Chapter 146 Fateweaver
My office was inside the largest asteroid base we had. It was our primary shipyard and had been my home for the last fourteen years. The Caladrius was docked at an airlock just down the hallway. A floor-to-ceiling glasssteel wall looked out into the hollowed asteroid with four cruisers under construction, the Fateweaver-class cruiser. Two of them were near completion but had yet to launch. We were still waiting for the original Fateweaver to return from its shakedown voyage to make alterations to the shielding and subspace drive. The Fateweaver had been completed two years ago and was the combination of all the technology we had pulled together over the years from dozens of different races. At one point, we decided we had to stop developing, researching and testing and finally just build the ship to test our concepts. It was also my ship to replace the Void Phoenix, whose stripped hull still sat on the surface of a nearby asteroid.

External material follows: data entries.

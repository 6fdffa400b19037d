#![allow(dead_code)]

use std::collections::HashMap;
use std::sync::{Arc, Mutex};
use std::time::Duration;

use async_trait::async_trait;
use axum::body::{to_bytes, Body};
use axum::http::{header, Request, Response};
use axum::Router;
use vatcheck_cli::http::{create_app, AppState};
use vatcheck_core::api::{
    write_results, AppConfig, LookupOutcome, RegistryPlugin, Services, VerificationResult,
};

pub const BOUNDARY: &str = "vatcheck-test-boundary";

/// 按 NIP 返回预设结果的注册表桩，并记录调用
#[derive(Default)]
pub struct StubRegistry {
    replies: HashMap<String, LookupOutcome>,
    calls: Mutex<Vec<String>>,
    delay: Duration,
}

impl StubRegistry {
    pub fn with(replies: &[(&str, LookupOutcome)]) -> Self {
        Self {
            replies: replies
                .iter()
                .map(|(k, v)| (k.to_string(), v.clone()))
                .collect(),
            calls: Mutex::new(Vec::new()),
            delay: Duration::ZERO,
        }
    }

    /// 每次查询前等待 `delay`
    pub fn with_delay(mut self, delay: Duration) -> Self {
        self.delay = delay;
        self
    }

    pub fn calls(&self) -> Vec<String> {
        self.calls.lock().unwrap().clone()
    }
}

#[async_trait]
impl RegistryPlugin for StubRegistry {
    fn name(&self) -> &str {
        "stub"
    }

    async fn lookup(&self, nip: &str) -> LookupOutcome {
        if !self.delay.is_zero() {
            tokio::time::sleep(self.delay).await;
        }
        self.calls.lock().unwrap().push(nip.to_string());
        self.replies
            .get(nip)
            .cloned()
            .unwrap_or(LookupOutcome::NotFound)
    }
}

pub fn acme() -> LookupOutcome {
    LookupOutcome::Found {
        name: Some("ACME".into()),
        status_vat: Some("Czynny".into()),
    }
}

pub fn app_with(registry: Arc<StubRegistry>, cfg: AppConfig) -> Router {
    let services = Services::new(registry, &cfg);
    create_app(AppState::new("test-instance".into(), cfg, services))
}

pub fn app(registry: Arc<StubRegistry>) -> Router {
    app_with(registry, AppConfig::default())
}

/// 一个 multipart 部件：`(字段名, 文件名, 内容)`
pub struct Part<'a> {
    pub name: &'a str,
    pub file_name: Option<&'a str>,
    pub bytes: &'a [u8],
}

pub fn text_part<'a>(name: &'a str, value: &'a str) -> Part<'a> {
    Part {
        name,
        file_name: None,
        bytes: value.as_bytes(),
    }
}

pub fn file_part<'a>(name: &'a str, file_name: &'a str, bytes: &'a [u8]) -> Part<'a> {
    Part {
        name,
        file_name: Some(file_name),
        bytes,
    }
}

pub fn multipart_body(parts: &[Part<'_>]) -> Vec<u8> {
    let mut body = Vec::new();
    for part in parts {
        body.extend_from_slice(format!("--{BOUNDARY}\r\n").as_bytes());
        match part.file_name {
            Some(file_name) => {
                body.extend_from_slice(
                    format!(
                        "Content-Disposition: form-data; name=\"{}\"; filename=\"{}\"\r\n",
                        part.name, file_name
                    )
                    .as_bytes(),
                );
                body.extend_from_slice(b"Content-Type: application/octet-stream\r\n");
            }
            None => {
                body.extend_from_slice(
                    format!("Content-Disposition: form-data; name=\"{}\"\r\n", part.name)
                        .as_bytes(),
                );
            }
        }
        body.extend_from_slice(b"\r\n");
        body.extend_from_slice(part.bytes);
        body.extend_from_slice(b"\r\n");
    }
    body.extend_from_slice(format!("--{BOUNDARY}--\r\n").as_bytes());
    body
}

pub fn form_request(parts: &[Part<'_>]) -> Request<Body> {
    Request::builder()
        .method("POST")
        .uri("/")
        .header(
            header::CONTENT_TYPE,
            format!("multipart/form-data; boundary={BOUNDARY}"),
        )
        .body(Body::from(multipart_body(parts)))
        .unwrap()
}

pub fn get(uri: &str) -> Request<Body> {
    Request::builder().uri(uri).body(Body::empty()).unwrap()
}

pub fn post_json(uri: &str, json: serde_json::Value) -> Request<Body> {
    Request::builder()
        .method("POST")
        .uri(uri)
        .header(header::CONTENT_TYPE, "application/json")
        .body(Body::from(json.to_string()))
        .unwrap()
}

pub async fn body_bytes(resp: Response<Body>) -> Vec<u8> {
    to_bytes(resp.into_body(), usize::MAX).await.unwrap().to_vec()
}

pub async fn body_text(resp: Response<Body>) -> String {
    String::from_utf8(body_bytes(resp).await).unwrap()
}

pub async fn body_json(resp: Response<Body>) -> serde_json::Value {
    serde_json::from_slice(&body_bytes(resp).await).unwrap()
}

pub fn location(resp: &Response<Body>) -> String {
    resp.headers()
        .get(header::LOCATION)
        .and_then(|v| v.to_str().ok())
        .unwrap_or_default()
        .to_string()
}

/// 生成输入工作簿：第一列从第 2 行开始是 NIP
pub fn workbook_with(nips: &[&str]) -> Vec<u8> {
    let rows: Vec<VerificationResult> = nips
        .iter()
        .map(|n| VerificationResult::new(*n, "", ""))
        .collect();
    write_results(&rows).unwrap()
}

The Squirrel would not let her be scrapped and planned to rebuild her when they got a chance. We had plans for twenty-four cruisers of the Fateweaver design to replace our current fleet. Before the Fateweaver, we had manufactured seventeen of the Brotherhood cruisers for the defense of the system and to send out on stealth missions to seek out scientists in the region of space from the other races. We had some successes and failures on this objective. A successful mission would voluntarily relocate the target scientist and his family. A failure was the ship leaving empty-handed and our presence revealed.
Still, we had assembled an impressive array of minds in the Bradbury system from two dozen different species.
For the Brotherhood fleet, Desdemona was crucial in helping the initial construction of the fleet get off the ground. She has even wormed her way into commanding the core defense fleet guarding the Bradbury system. Edmund and Desdemona formed our intelligence and counter-intelligence operations. Edmund was always going with an exploratory recruitment ship while Desdemona secured the system. Desdemona had settled down and had six children with an engineer named Brodrick.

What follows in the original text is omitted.